Only one stretch of the listing below is wanted. Begin at the line that has "self.lock().scan_error = Some(message.to_string());", stop after the line that has "pub fn disconnect_count(&self)", and repeat every line in between exactly.

* * * * *

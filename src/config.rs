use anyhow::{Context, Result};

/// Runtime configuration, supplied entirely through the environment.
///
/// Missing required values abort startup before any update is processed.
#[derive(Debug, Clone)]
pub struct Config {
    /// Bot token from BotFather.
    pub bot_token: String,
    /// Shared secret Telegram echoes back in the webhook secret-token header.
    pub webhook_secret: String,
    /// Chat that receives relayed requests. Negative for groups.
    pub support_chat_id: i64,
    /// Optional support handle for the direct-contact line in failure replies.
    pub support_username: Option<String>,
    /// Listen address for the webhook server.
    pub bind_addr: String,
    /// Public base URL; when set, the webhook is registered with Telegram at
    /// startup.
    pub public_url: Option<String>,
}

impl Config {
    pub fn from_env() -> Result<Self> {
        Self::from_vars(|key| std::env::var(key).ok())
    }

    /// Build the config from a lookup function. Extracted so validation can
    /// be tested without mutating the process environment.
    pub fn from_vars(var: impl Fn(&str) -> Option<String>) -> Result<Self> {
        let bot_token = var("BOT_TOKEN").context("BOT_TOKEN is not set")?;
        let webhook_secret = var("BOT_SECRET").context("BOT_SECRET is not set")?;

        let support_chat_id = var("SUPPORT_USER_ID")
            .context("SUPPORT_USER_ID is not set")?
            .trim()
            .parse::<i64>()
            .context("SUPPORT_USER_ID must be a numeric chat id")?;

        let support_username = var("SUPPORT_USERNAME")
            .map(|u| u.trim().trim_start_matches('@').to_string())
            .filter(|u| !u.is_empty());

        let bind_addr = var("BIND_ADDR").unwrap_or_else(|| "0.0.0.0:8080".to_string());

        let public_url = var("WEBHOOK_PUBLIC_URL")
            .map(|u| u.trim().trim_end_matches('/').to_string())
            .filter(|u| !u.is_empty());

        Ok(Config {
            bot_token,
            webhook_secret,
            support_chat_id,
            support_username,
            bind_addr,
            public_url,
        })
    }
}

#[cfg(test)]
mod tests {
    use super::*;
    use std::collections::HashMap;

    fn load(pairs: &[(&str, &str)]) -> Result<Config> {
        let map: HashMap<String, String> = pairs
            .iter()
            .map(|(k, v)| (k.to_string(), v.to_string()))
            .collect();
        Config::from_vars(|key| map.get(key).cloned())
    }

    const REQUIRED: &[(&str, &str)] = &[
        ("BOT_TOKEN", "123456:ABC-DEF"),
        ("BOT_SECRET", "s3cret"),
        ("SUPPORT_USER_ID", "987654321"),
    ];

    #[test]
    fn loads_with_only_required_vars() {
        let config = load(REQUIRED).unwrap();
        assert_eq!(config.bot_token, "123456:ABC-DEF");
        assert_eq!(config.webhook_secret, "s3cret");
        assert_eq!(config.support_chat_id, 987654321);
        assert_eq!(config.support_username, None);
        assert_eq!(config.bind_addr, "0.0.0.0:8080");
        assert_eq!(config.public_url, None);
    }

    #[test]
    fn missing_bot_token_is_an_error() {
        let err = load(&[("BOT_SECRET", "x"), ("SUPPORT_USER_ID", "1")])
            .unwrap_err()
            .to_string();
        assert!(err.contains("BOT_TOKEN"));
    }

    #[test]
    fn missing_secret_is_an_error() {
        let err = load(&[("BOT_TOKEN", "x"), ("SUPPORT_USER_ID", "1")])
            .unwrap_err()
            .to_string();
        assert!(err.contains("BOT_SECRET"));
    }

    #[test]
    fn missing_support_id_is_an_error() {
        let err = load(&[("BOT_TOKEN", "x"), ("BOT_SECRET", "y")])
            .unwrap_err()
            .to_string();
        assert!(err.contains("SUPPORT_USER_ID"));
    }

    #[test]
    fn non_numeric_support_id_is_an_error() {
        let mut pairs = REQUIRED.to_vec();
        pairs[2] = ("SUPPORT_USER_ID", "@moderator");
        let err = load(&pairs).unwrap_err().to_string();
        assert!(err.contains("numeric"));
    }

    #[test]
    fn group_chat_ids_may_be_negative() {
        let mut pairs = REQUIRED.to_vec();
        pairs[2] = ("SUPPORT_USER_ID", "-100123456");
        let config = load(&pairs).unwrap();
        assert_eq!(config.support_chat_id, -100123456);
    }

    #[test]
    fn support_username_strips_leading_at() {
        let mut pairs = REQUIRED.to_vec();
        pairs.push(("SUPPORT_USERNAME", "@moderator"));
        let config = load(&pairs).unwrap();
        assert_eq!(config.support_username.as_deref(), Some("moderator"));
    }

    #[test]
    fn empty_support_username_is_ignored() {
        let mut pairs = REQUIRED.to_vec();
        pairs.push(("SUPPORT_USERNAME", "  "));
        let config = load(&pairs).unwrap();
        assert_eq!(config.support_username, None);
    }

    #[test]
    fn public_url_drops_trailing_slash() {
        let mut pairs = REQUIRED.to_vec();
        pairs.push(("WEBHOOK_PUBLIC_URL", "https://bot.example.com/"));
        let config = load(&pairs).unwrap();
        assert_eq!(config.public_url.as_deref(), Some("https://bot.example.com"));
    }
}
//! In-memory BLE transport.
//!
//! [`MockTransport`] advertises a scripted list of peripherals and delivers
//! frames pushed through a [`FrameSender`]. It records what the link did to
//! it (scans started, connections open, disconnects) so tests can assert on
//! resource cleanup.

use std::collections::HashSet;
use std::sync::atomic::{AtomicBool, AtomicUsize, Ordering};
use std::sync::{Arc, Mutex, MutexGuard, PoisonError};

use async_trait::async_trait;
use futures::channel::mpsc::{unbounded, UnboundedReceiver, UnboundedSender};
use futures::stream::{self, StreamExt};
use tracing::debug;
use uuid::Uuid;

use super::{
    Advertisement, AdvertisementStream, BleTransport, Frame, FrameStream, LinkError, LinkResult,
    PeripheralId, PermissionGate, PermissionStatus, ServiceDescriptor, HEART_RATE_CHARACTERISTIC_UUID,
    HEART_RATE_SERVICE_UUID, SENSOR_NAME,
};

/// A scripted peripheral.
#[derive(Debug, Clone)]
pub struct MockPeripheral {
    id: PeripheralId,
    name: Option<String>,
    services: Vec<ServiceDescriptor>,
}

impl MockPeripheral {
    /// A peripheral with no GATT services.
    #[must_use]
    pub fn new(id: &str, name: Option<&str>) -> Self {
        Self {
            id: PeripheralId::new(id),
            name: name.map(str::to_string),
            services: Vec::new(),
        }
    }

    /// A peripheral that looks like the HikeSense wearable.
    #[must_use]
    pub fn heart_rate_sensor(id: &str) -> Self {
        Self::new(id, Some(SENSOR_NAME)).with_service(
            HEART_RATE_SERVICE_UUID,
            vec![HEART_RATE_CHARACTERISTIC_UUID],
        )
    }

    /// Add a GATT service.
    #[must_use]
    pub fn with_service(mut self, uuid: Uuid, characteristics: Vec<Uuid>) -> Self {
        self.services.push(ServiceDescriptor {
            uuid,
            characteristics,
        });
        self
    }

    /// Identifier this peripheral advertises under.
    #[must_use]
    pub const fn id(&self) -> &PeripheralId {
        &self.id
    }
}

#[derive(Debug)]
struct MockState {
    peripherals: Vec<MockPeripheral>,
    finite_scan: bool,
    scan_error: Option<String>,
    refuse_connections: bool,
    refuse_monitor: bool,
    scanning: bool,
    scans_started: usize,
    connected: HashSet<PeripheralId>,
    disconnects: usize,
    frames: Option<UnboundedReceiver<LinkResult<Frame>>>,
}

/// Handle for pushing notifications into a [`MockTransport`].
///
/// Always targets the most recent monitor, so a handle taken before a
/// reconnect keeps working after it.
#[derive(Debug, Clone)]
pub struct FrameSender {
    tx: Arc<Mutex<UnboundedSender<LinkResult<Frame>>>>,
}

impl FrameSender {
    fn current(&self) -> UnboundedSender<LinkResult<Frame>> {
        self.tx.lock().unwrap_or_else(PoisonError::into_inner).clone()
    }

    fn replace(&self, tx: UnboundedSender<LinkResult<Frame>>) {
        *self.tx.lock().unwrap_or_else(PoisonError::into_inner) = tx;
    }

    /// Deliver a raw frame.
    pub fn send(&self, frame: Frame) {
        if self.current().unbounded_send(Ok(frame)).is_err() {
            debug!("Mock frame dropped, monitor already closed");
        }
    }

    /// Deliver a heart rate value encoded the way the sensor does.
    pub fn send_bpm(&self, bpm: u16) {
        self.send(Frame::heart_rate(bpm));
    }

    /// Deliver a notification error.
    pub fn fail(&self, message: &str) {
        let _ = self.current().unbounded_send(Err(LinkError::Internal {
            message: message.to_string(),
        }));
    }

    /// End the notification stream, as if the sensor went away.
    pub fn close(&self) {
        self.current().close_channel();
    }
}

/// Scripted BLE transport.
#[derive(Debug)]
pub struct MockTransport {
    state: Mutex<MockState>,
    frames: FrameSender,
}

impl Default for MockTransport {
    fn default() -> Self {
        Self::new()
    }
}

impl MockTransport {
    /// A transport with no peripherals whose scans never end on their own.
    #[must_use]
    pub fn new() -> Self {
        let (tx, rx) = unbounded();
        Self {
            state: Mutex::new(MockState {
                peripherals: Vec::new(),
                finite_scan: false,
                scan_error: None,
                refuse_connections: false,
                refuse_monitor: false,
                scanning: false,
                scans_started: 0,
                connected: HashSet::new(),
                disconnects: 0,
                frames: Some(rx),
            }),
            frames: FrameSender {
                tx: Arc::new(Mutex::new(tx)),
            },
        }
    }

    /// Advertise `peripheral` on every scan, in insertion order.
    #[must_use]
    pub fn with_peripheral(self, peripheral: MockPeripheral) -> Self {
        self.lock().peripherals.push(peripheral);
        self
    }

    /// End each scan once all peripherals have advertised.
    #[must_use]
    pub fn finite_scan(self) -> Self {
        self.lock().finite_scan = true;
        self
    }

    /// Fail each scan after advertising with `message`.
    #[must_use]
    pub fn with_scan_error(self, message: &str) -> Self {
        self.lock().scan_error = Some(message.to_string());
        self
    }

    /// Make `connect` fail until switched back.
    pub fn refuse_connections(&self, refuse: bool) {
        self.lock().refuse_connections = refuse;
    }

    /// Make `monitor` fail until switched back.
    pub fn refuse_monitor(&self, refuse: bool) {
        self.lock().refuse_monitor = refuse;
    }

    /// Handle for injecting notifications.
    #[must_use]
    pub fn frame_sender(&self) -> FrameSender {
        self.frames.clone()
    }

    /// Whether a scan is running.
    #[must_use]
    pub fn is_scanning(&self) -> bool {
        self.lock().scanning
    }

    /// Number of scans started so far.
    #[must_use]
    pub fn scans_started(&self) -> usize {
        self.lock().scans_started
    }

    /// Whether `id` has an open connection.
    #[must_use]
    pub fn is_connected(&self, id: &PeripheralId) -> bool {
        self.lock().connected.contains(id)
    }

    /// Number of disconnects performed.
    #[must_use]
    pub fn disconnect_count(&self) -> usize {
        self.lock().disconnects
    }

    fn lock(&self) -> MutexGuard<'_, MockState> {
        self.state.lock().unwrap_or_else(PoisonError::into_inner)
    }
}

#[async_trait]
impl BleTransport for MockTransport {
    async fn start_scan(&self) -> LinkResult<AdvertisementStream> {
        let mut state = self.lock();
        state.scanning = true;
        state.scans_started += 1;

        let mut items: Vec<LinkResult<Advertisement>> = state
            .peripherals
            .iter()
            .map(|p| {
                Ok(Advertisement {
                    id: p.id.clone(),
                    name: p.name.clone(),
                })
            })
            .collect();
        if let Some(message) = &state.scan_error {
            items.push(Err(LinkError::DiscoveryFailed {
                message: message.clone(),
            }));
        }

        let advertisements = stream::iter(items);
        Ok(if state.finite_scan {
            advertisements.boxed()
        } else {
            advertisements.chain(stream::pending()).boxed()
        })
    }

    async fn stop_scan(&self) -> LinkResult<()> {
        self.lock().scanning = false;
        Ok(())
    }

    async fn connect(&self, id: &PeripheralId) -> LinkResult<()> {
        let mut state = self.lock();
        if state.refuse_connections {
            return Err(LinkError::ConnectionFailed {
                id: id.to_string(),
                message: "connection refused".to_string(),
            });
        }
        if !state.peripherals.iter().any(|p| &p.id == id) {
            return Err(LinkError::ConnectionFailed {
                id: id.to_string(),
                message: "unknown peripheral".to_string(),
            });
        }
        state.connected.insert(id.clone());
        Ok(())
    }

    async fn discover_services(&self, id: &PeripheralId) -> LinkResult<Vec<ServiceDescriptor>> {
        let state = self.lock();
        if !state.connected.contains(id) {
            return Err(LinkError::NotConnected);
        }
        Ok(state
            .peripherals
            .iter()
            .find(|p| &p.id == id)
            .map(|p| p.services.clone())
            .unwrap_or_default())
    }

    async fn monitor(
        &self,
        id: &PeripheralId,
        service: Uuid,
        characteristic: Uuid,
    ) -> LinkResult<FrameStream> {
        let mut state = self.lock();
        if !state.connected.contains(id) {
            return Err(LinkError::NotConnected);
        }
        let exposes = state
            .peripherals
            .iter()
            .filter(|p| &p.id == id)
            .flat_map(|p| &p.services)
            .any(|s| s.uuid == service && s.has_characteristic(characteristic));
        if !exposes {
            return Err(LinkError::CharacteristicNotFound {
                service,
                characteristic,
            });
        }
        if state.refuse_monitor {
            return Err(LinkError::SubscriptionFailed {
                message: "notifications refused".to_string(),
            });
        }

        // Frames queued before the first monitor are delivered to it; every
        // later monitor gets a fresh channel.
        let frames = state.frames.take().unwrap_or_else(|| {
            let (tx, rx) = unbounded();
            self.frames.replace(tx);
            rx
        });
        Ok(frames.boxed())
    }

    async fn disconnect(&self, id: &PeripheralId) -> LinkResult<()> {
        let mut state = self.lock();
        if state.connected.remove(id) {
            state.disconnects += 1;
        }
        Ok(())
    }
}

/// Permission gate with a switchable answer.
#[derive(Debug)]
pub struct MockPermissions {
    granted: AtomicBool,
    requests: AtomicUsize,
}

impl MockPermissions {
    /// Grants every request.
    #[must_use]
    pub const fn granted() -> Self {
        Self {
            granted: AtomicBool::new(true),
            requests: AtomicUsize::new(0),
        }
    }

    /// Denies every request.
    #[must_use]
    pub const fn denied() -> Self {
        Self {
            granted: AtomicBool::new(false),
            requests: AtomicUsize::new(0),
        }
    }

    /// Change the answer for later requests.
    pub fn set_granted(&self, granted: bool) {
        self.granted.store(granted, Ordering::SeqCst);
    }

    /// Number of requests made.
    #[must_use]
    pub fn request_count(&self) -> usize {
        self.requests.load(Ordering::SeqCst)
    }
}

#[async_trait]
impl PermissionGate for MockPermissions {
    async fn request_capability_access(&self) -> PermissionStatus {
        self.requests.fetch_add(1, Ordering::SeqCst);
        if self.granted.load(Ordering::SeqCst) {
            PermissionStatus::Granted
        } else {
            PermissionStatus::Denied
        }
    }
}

* * * * *

Your solution:
        self.lock().scan_error = Some(message.to_string());
        self
    }

    /// Make `connect` fail until switched back.
    pub fn refuse_connections(&self, refuse: bool) {
        self.lock().refuse_connections = refuse;
    }

    /// Make `monitor` fail until switched back.
    pub fn refuse_monitor(&self, refuse: bool) {
        self.lock().refuse_monitor = refuse;
    }

    /// Handle for injecting notifications.
    #[must_use]
    pub fn frame_sender(&self) -> FrameSender {
        self.frames.clone()
    }

    /// Whether a scan is running.
    #[must_use]
    pub fn is_scanning(&self) -> bool {
        self.lock().scanning
    }

    /// Number of scans started so far.
    #[must_use]
    pub fn scans_started(&self) -> usize {
        self.lock().scans_started
    }

    /// Whether `id` has an open connection.
    #[must_use]
    pub fn is_connected(&self, id: &PeripheralId) -> bool {
        self.lock().connected.contains(id)
    }

    /// Number of disconnects performed.
    #[must_use]
    pub fn disconnect_count(&self) -> usize {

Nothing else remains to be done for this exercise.